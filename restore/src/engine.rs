//! Restore orchestration: domain provisioning and the page-stream loop.

use std::io::Read;

use frames::{Mfn, Pfn, FRAMES_PER_P2M_PAGE, PAGE_SIZE};
use log::{debug, error, info, warn};

use crate::abi::{VcpuContext, VmAssist};
use crate::error::{RestoreError, Result};
use crate::hv::{DomId, Hypervisor};
use crate::mmu::MmuUpdateBatch;
use crate::platform::Platform;
use crate::stream::{StreamReader, EXTENDED_INFO_SENTINEL};
use crate::types::{decode_tagged_pfn, PageTag, PagingMode, PtLevel};
use crate::uncanon::rewrite_table;

/// Most pages carried by one stream batch and one foreign mapping.
pub const MAX_BATCH_SIZE: usize = 1024;

/// Caller-supplied restore parameters.
#[derive(Debug, Clone, Copy)]
pub struct RestoreParams {
    /// Size of the guest's pseudo-physical space, in frames.
    pub max_pfn: u64,
    /// Event channel to wire into the store ring after resume.
    pub store_evtchn: u32,
    /// Event channel for the console ring.
    pub console_evtchn: u32,
}

/// Caller-visible results of a completed restore.
#[derive(Debug, Clone, Copy, PartialEq, Eq)]
pub struct RestoreOutcome {
    /// Machine frame of the store ring, post-translation.
    pub store_mfn: Mfn,
    /// Machine frame of the console ring, post-translation.
    pub console_mfn: Mfn,
    /// Page-type races tolerated while rewriting page tables.
    pub pt_races: u64,
}

/// All state owned by one restore run.
///
/// Every table lives here rather than in process-wide statics; dropping
/// the value releases them on success and failure alike.
pub(crate) struct Restore<'hv, H: Hypervisor, R> {
    pub(crate) hv: &'hv mut H,
    pub(crate) dom: DomId,
    pub(crate) stream: StreamReader<R>,
    pub(crate) platform: Platform,
    pub(crate) params: RestoreParams,
    pub(crate) shared_info_mfn: Mfn,

    /// Restore-side PFN-to-MFN table, one entry per guest frame.
    pub(crate) p2m: Vec<Mfn>,
    /// Page-type classification as received from the stream.
    pub(crate) pfn_type: Vec<PageTag>,
    /// Frames holding the guest's own pseudo-physical map; PFNs until
    /// the tail fix-up translates them.
    pub(crate) p2m_frame_list: Vec<u64>,
    pub(crate) updates: MmuUpdateBatch,
    pub(crate) pt_races: u64,
    pub(crate) verify: bool,
}

impl<'hv, H: Hypervisor, R: Read> Restore<'hv, H, R> {
    pub(crate) fn new(
        hv: &'hv mut H,
        dom: DomId,
        stream: R,
        params: RestoreParams,
    ) -> Result<Self> {
        let platform = Platform::probe(hv, dom)?;
        let info = hv
            .domain_info(dom)
            .map_err(RestoreError::PlatformUnavailable)?;
        info!(
            "restoring domain {}: {} frames, {}-level paging",
            dom.0,
            params.max_pfn,
            platform.mode.levels()
        );
        Ok(Self {
            hv,
            dom,
            stream: StreamReader::new(stream),
            platform,
            params,
            shared_info_mfn: info.shared_info_mfn,
            p2m: Vec::new(),
            pfn_type: Vec::new(),
            p2m_frame_list: Vec::new(),
            updates: MmuUpdateBatch::new(dom),
            pt_races: 0,
            verify: false,
        })
    }

    pub(crate) fn run(&mut self) -> Result<RestoreOutcome> {
        self.provision_domain()?;

        let early_ctx = self.read_p2m_frame_list()?;
        let extended_cr3 = early_ctx
            .map_or(false, |ctx| ctx.vm_assist().contains(VmAssist::PAE_EXTENDED_CR3));

        self.load_pages(extended_cr3)?;

        // Reverse-map installs must land before any frame is moved or
        // pinned.
        self.updates.flush(self.hv)?;

        if self.platform.mode == PagingMode::ThreeLevel && !extended_cr3 {
            self.relocate_pae_tables()?;
        }

        self.pin_tables()?;
        self.trim_reservation()?;
        let outcome = self.fix_tail()?;

        info!(
            "restore of domain {} complete ({} page-type races)",
            self.dom.0, outcome.pt_races
        );
        Ok(outcome)
    }

    /// Sizes the domain and acquires its machine frames, producing the
    /// initial PFN-to-MFN table.
    fn provision_domain(&mut self) -> Result<()> {
        let max_pfn = self.params.max_pfn;
        if max_pfn == 0 {
            error!("caller asked to restore a guest with no frames");
            return Err(RestoreError::StreamInvalid("guest has no frames"));
        }

        self.hv.set_max_memory(self.dom, max_pfn).map_err(|err| {
            error!("set-max-memory failed: {err}");
            RestoreError::OutOfMemory("maximum-memory hint rejected")
        })?;

        let granted = self
            .hv
            .increase_reservation(self.dom, max_pfn)
            .map_err(|err| {
                error!("increase-reservation failed: {err}");
                RestoreError::OutOfMemory("reservation request rejected")
            })?;
        if granted != max_pfn {
            error!("reservation granted {granted} of {max_pfn} frames");
            return Err(RestoreError::OutOfMemory("domain reservation came up short"));
        }

        self.p2m = vec![Mfn::INVALID; max_pfn as usize];
        let listed = self.hv.pfn_list(self.dom, &mut self.p2m).map_err(|err| {
            error!("get-pfn-list failed: {err}");
            RestoreError::OutOfMemory("frame list unavailable")
        })?;
        if listed != max_pfn as usize {
            error!("frame list returned {listed} of {max_pfn} entries");
            return Err(RestoreError::OutOfMemory("frame list came up short"));
        }
        if let Some(mfn) = self.p2m.iter().find(|mfn| **mfn >= self.platform.max_mfn) {
            error!("allocation handed out frame {:#x} beyond the machine ceiling", mfn.as_u64());
            return Err(RestoreError::OutOfMemory("frame beyond the machine ceiling"));
        }

        self.pfn_type = vec![PageTag::Normal; max_pfn as usize];
        debug!("provisioned {max_pfn} frames for domain {}", self.dom.0);
        Ok(())
    }

    fn p2m_list_len(&self) -> usize {
        (self.params.max_pfn as usize).div_ceil(FRAMES_PER_P2M_PAGE)
    }

    /// Reads the pseudo-physical frame list, honouring the extended-info
    /// preamble if the sentinel announces one.
    fn read_p2m_frame_list(&mut self) -> Result<Option<VcpuContext>> {
        let entries = self.p2m_list_len();
        let first = self.stream.read_word()?;

        let mut ctx = None;
        self.p2m_frame_list = vec![0u64; entries];
        if first == EXTENDED_INFO_SENTINEL {
            ctx = self.stream.read_extended_info()?;
            self.stream.read_words(&mut self.p2m_frame_list)?;
        } else {
            self.p2m_frame_list[0] = first;
            self.stream.read_words(&mut self.p2m_frame_list[1..])?;
        }
        Ok(ctx)
    }

    /// The main batch loop: maps each batch's frames, replays page
    /// bodies, classifies types, and rewrites page-table pages.
    fn load_pages(&mut self, extended_cr3: bool) -> Result<()> {
        // Without extended-cr3 the top-level directories may move below
        // 4 GiB after the stream ends, so leaf tables cannot be rewritten
        // until those moves are final.
        let defer_l1 =
            self.platform.mode == PagingMode::ThreeLevel && !extended_cr3;

        let mut batch_words = vec![0u64; MAX_BATCH_SIZE];
        let mut region: Vec<(Pfn, PageTag)> = Vec::with_capacity(MAX_BATCH_SIZE);
        let mut region_mfn: Vec<Mfn> = Vec::with_capacity(MAX_BATCH_SIZE);
        let mut scratch = vec![0u8; PAGE_SIZE];
        let mut batches = 0u64;

        loop {
            let j = self.stream.read_i32()?;
            if j == 0 {
                break;
            }
            if j == -1 {
                self.verify = !self.verify;
                info!("verify mode {}", if self.verify { "on" } else { "off" });
                continue;
            }
            if j < 0 || j as usize > MAX_BATCH_SIZE {
                error!("batch of {j} pages exceeds the wire limit");
                return Err(RestoreError::StreamInvalid("batch length out of range"));
            }
            let count = j as usize;

            self.stream.read_words(&mut batch_words[..count])?;
            region.clear();
            region_mfn.clear();
            for &word in &batch_words[..count] {
                let (pfn, tag) = decode_tagged_pfn(word)?;
                let mfn = if tag == PageTag::Unmapped {
                    // Placeholder; the slot is never touched.
                    Mfn::new(0)
                } else {
                    let Some(mfn) = self.p2m.get(pfn.as_usize()) else {
                        error!("batch names frame {:#x} outside the guest", pfn.as_u64());
                        return Err(RestoreError::StreamInvalid(
                            "batch frame number out of range",
                        ));
                    };
                    *mfn
                };
                region.push((pfn, tag));
                region_mfn.push(mfn);
            }

            let mut mapping = self
                .hv
                .map_foreign_batch(self.dom, true, &region_mfn)
                .map_err(|err| {
                    error!("foreign batch mapping failed: {err}");
                    RestoreError::OutOfMemory("foreign batch mapping failed")
                })?;

            for (i, &(pfn, tag)) in region.iter().enumerate() {
                if tag == PageTag::Unmapped {
                    continue;
                }
                let idx = pfn.as_usize();
                self.pfn_type[idx] = tag;

                let frame = &mut mapping[i * PAGE_SIZE..(i + 1) * PAGE_SIZE];
                let deferred = defer_l1 && tag.table_level() == Some(PtLevel::L1);
                let rewrite = tag.table_level().is_some() && !deferred;

                if self.verify {
                    self.stream.read_exact(&mut scratch)?;
                    if rewrite {
                        if let Err(race) = rewrite_table(&mut scratch, self.platform.mode, &self.p2m)
                        {
                            warn!(
                                "page-table race on frame {:#x} (entry named {:#x})",
                                pfn.as_u64(),
                                race.pfn
                            );
                            self.pt_races += 1;
                            continue;
                        }
                    }
                    let differing = scratch
                        .iter()
                        .zip(frame.iter())
                        .filter(|(a, b)| a != b)
                        .count();
                    if differing != 0 {
                        warn!(
                            "verify: frame {:#x} differs in {differing} bytes",
                            pfn.as_u64()
                        );
                    }
                } else if rewrite {
                    self.stream.read_exact(&mut scratch)?;
                    match rewrite_table(&mut scratch, self.platform.mode, &self.p2m) {
                        Ok(()) => frame.copy_from_slice(&scratch),
                        Err(race) => {
                            // The save side retyped this page after
                            // canonicalizing it; a later batch resupplies
                            // it. Leave the frame untouched.
                            warn!(
                                "page-table race on frame {:#x} (entry named {:#x})",
                                pfn.as_u64(),
                                race.pfn
                            );
                            self.pt_races += 1;
                            continue;
                        }
                    }
                } else {
                    self.stream.read_exact(frame)?;
                }

                self.updates.machphys(self.hv, self.p2m[idx], pfn)?;
            }

            drop(mapping);
            batches += 1;
        }

        debug!("received all pages in {batches} batches");
        Ok(())
    }
}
........
- _EXERCISE_
From the first line of the listing above through the line that contains "pub struct RestoreParams", set down each line without alteration, and nothing else.

- _YOUR SOLUTION_
filename restore/src/engine.rs
//! Restore orchestration: domain provisioning and the page-stream loop.

use std::io::Read;

use frames::{Mfn, Pfn, FRAMES_PER_P2M_PAGE, PAGE_SIZE};
use log::{debug, error, info, warn};

use crate::abi::{VcpuContext, VmAssist};
use crate::error::{RestoreError, Result};
use crate::hv::{DomId, Hypervisor};
use crate::mmu::MmuUpdateBatch;
use crate::platform::Platform;
use crate::stream::{StreamReader, EXTENDED_INFO_SENTINEL};
use crate::types::{decode_tagged_pfn, PageTag, PagingMode, PtLevel};
use crate::uncanon::rewrite_table;

/// Most pages carried by one stream batch and one foreign mapping.
pub const MAX_BATCH_SIZE: usize = 1024;

/// Caller-supplied restore parameters.
#[derive(Debug, Clone, Copy)]
pub struct RestoreParams {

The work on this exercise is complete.